## [Problem statement]
Go through the data below and gather each line containing "ModelRegistry".

## [Excerpted records]
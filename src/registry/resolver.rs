//! Active model resolution against the backend's model list

use serde_json::Value;
use std::time::Duration;

use super::{ModelRegistry, DEFAULT_PROFILE};

/// Which backend model is loaded and which profile applies to it
#[derive(Debug, Clone, PartialEq, Eq)]
pub struct ActiveModelResolution {
    /// `None` when the backend could not be asked
    pub backend_model_id: Option<String>,
    pub profile_key: String,
}

#[derive(Debug, thiserror::Error)]
pub enum ResolveError {
    #[error("model list request failed: {0}")]
    Request(#[from] reqwest::Error),

    #[error("model list returned status {0}")]
    Status(reqwest::StatusCode),

    #[error("model list is not valid JSON: {0}")]
    Decode(#[from] serde_json::Error),

    #[error("model list has no data[0].id")]
    MissingModelId,
}

/// Asks the backend which model is loaded. Nothing is cached: every call
/// queries the backend, so model swaps are picked up on the next request.
pub struct ActiveModelResolver<'a> {
    client: &'a reqwest::Client,
    registry: &'a ModelRegistry,
    models_url: String,
    timeout: Duration,
}

impl<'a> ActiveModelResolver<'a> {
    pub fn new(
        client: &'a reqwest::Client,
        registry: &'a ModelRegistry,
        models_url: impl Into<String>,
        timeout: Duration,
    ) -> Self {
        Self {
            client,
            registry,
            models_url: models_url.into(),
            timeout,
        }
    }

    /// `data[0].id` of the backend's model list
    pub async fn fetch_active_model_id(&self) -> Result<String, ResolveError> {
        let response = self
            .client
            .get(&self.models_url)
            .timeout(self.timeout)
            .send()
            .await?;

        let status = response.status();
        if !status.is_success() {
            return Err(ResolveError::Status(status));
        }

        let body = response.bytes().await?;
        let list: Value = serde_json::from_slice(&body)?;

        list.pointer("/data/0/id")
            .and_then(Value::as_str)
            .map(String::from)
            .ok_or(ResolveError::MissingModelId)
    }

    /// Resolve the profile for the active model. Never fails: any problem
    /// talking to the backend is logged and resolves to `default`.
    pub async fn resolve(&self) -> ActiveModelResolution {
        match self.fetch_active_model_id().await {
            Ok(model_id) => {
                let profile_key = profile_key_for(self.registry, &model_id);
                tracing::debug!(
                    model = %model_id,
                    profile = %profile_key,
                    "Resolved active model"
                );
                ActiveModelResolution {
                    backend_model_id: Some(model_id),
                    profile_key,
                }
            }
            Err(e) => {
                tracing::error!(
                    error = %e,
                    url = %self.models_url,
                    "Failed to fetch active model, using default profile"
                );
                ActiveModelResolution {
                    backend_model_id: None,
                    profile_key: DEFAULT_PROFILE.to_string(),
                }
            }
        }
    }
}

/// Profile key for a backend model id, `default` when nothing matches
pub fn profile_key_for(registry: &ModelRegistry, model_id: &str) -> String {
    match registry.match_model(model_id) {
        Some((key, member)) => {
            tracing::debug!(model = %model_id, profile = %key, member = %member, "Model matched profile");
            key.to_string()
        }
        None => {
            tracing::info!(model = %model_id, "No profile matches model, using default");
            DEFAULT_PROFILE.to_string()
        }
    }
}
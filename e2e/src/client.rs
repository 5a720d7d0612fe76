//! HTTP client that talks to the relay the way an OpenAI-style chat UI does

use bytes::Bytes;
use futures::StreamExt;
use reqwest::{Client, Method};

use crate::types::{RelayResponse, SseEvent, StreamingResponse};

/// Key listed under `auth.api_keys` in test_configs/relay.yaml
pub const CLIENT_API_KEY: &str = "e2e-client-key";

/// Build an HTTP client (no connection pooling for test isolation)
pub fn build_client() -> Client {
    reqwest::Client::builder()
        .timeout(std::time::Duration::from_secs(30))
        .pool_max_idle_per_host(0)
        .build()
        .expect("Failed to build reqwest client")
}

/// POST a JSON body to `path`, authenticating with `api_key` when given
pub async fn send_post(
    client: &Client,
    relay_addr: &str,
    path: &str,
    request_body: serde_json::Value,
    api_key: Option<&str>,
) -> anyhow::Result<RelayResponse> {
    let url = format!("http://{relay_addr}{path}");

    let mut req = client
        .post(&url)
        .header("Content-Type", "application/json")
        .json(&request_body);
    if let Some(key) = api_key {
        req = req.bearer_auth(key);
    }

    let resp = req
        .send()
        .await
        .map_err(|e| anyhow::anyhow!("Failed to send request to relay: {}", e))?;

    let status = resp.status().as_u16();
    let body_text = resp
        .text()
        .await
        .map_err(|e| anyhow::anyhow!("Failed to read relay response: {}", e))?;

    let body: serde_json::Value = serde_json::from_str(&body_text).map_err(|e| {
        anyhow::anyhow!(
            "Relay response is not valid JSON: {}: {}",
            e,
            &body_text[..body_text.len().min(500)]
        )
    })?;

    Ok(RelayResponse { status, body })
}

/// Send a non-streaming chat completion request to the relay
pub async fn send_non_streaming(
    client: &Client,
    relay_addr: &str,
    request_body: serde_json::Value,
) -> anyhow::Result<RelayResponse> {
    send_post(client, relay_addr, "/v1/chat/completions", request_body, Some(CLIENT_API_KEY)).await
}

/// Send a streaming chat completion request to the relay, collect all SSE events
pub async fn send_streaming(
    client: &Client,
    relay_addr: &str,
    mut request_body: serde_json::Value,
) -> anyhow::Result<StreamingResponse> {
    request_body["stream"] = serde_json::Value::Bool(true);

    let url = format!("http://{relay_addr}/v1/chat/completions");

    let resp = client
        .post(&url)
        .header("Content-Type", "application/json")
        .bearer_auth(CLIENT_API_KEY)
        .json(&request_body)
        .send()
        .await
        .map_err(|e| anyhow::anyhow!("Failed to send streaming request to relay: {}", e))?;

    let status = resp.status().as_u16();
    let content_type = resp
        .headers()
        .get("content-type")
        .and_then(|v| v.to_str().ok())
        .unwrap_or("")
        .to_string();

    // Collect all bytes from the stream
    let mut stream = resp.bytes_stream();
    let mut all_bytes: Vec<u8> = Vec::new();

    while let Some(chunk) = stream.next().await {
        let chunk: Bytes = chunk.map_err(|e| anyhow::anyhow!("Stream read error: {}", e))?;
        all_bytes.extend_from_slice(&chunk);
    }

    let body_text = String::from_utf8_lossy(&all_bytes);
    let events = parse_sse(&body_text);

    Ok(StreamingResponse {
        status,
        content_type,
        events,
    })
}

/// Parse SSE body text into events
///
/// Events are separated by a blank line; only `data: ` lines are kept.
fn parse_sse(text: &str) -> Vec<SseEvent> {
    let mut events = Vec::new();

    for raw_event in text.split("\n\n") {
        let raw_event = raw_event.trim();
        if raw_event.is_empty() {
            continue;
        }

        let data = match raw_event.lines().filter_map(|l| l.strip_prefix("data: ")).last() {
            Some(d) => d,
            None => continue,
        };

        events.push(SseEvent {
            data: data.to_string(),
            is_done: data == "[DONE]",
        });
    }

    events
}

/// Send an authenticated GET request to the relay
pub async fn send_get(client: &Client, relay_addr: &str, path: &str) -> anyhow::Result<RelayResponse> {
    let url = format!("http://{relay_addr}{path}");

    let resp = client
        .get(&url)
        .bearer_auth(CLIENT_API_KEY)
        .send()
        .await
        .map_err(|e| anyhow::anyhow!("Failed to GET {}: {}", url, e))?;

    let status = resp.status().as_u16();
    let body_text = resp.text().await.unwrap_or_default();

    let body: serde_json::Value = serde_json::from_str(&body_text).unwrap_or(serde_json::Value::String(body_text));

    Ok(RelayResponse { status, body })
}

/// Send an unauthenticated OPTIONS request, returning status and headers
pub async fn send_options(
    client: &Client,
    relay_addr: &str,
    path: &str,
) -> anyhow::Result<(u16, reqwest::header::HeaderMap)> {
    let url = format!("http://{relay_addr}{path}");

    let resp = client
        .request(Method::OPTIONS, &url)
        .send()
        .await
        .map_err(|e| anyhow::anyhow!("Failed to OPTIONS {}: {}", url, e))?;

    Ok((resp.status().as_u16(), resp.headers().clone()))
}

## [Result of the exercise]
use super::{ModelRegistry, DEFAULT_PROFILE};
    registry: &'a ModelRegistry,
        registry: &'a ModelRegistry,
pub fn profile_key_for(registry: &ModelRegistry, model_id: &str) -> String {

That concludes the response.